Stored records

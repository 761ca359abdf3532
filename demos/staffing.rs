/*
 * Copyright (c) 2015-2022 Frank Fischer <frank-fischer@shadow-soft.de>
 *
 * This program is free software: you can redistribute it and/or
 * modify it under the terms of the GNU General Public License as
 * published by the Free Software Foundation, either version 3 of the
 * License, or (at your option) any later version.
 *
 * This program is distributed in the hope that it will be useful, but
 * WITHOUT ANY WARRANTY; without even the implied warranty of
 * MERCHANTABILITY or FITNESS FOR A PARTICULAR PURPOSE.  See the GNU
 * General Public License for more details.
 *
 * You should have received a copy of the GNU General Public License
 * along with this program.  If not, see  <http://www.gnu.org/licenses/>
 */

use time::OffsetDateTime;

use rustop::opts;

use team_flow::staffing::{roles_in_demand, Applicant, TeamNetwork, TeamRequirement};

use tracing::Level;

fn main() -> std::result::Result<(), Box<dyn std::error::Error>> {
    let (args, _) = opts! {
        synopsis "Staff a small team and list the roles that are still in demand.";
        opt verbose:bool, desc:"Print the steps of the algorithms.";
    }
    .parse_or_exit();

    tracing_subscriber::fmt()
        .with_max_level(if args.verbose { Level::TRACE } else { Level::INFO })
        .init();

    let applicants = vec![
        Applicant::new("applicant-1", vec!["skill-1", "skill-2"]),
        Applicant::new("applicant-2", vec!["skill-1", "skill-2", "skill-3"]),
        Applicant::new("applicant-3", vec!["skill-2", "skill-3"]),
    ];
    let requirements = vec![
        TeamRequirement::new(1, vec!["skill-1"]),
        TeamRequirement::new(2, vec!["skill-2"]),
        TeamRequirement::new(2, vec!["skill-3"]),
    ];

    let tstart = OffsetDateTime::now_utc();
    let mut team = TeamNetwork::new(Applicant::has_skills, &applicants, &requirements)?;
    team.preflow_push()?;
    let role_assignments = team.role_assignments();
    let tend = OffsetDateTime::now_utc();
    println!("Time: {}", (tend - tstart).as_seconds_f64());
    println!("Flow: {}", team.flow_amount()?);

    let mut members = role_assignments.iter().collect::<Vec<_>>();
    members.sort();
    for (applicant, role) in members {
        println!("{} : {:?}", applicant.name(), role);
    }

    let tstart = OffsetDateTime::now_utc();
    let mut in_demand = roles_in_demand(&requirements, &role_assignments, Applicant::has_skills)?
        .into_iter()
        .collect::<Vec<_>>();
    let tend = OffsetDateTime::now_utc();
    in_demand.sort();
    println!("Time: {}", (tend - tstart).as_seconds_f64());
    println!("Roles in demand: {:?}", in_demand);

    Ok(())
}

EXERCISE INSTRUCTIONS: Only the lines above from the line containing "copy of the GNU General Public License" through the line containing "team.preflow_push()?;" should be retyped, exactly and with both ends included.

ANSWER BOX:
 * You should have received a copy of the GNU General Public License
 * along with this program.  If not, see  <http://www.gnu.org/licenses/>
 */

use time::OffsetDateTime;

use rustop::opts;

use team_flow::staffing::{roles_in_demand, Applicant, TeamNetwork, TeamRequirement};

use tracing::Level;

fn main() -> std::result::Result<(), Box<dyn std::error::Error>> {
    let (args, _) = opts! {
        synopsis "Staff a small team and list the roles that are still in demand.";
        opt verbose:bool, desc:"Print the steps of the algorithms.";
    }
    .parse_or_exit();

    tracing_subscriber::fmt()
        .with_max_level(if args.verbose { Level::TRACE } else { Level::INFO })
        .init();

    let applicants = vec![
        Applicant::new("applicant-1", vec!["skill-1", "skill-2"]),
        Applicant::new("applicant-2", vec!["skill-1", "skill-2", "skill-3"]),
        Applicant::new("applicant-3", vec!["skill-2", "skill-3"]),
    ];
    let requirements = vec![
        TeamRequirement::new(1, vec!["skill-1"]),
        TeamRequirement::new(2, vec!["skill-2"]),
        TeamRequirement::new(2, vec!["skill-3"]),
    ];

    let tstart = OffsetDateTime::now_utc();
    let mut team = TeamNetwork::new(Applicant::has_skills, &applicants, &requirements)?;
    team.preflow_push()?;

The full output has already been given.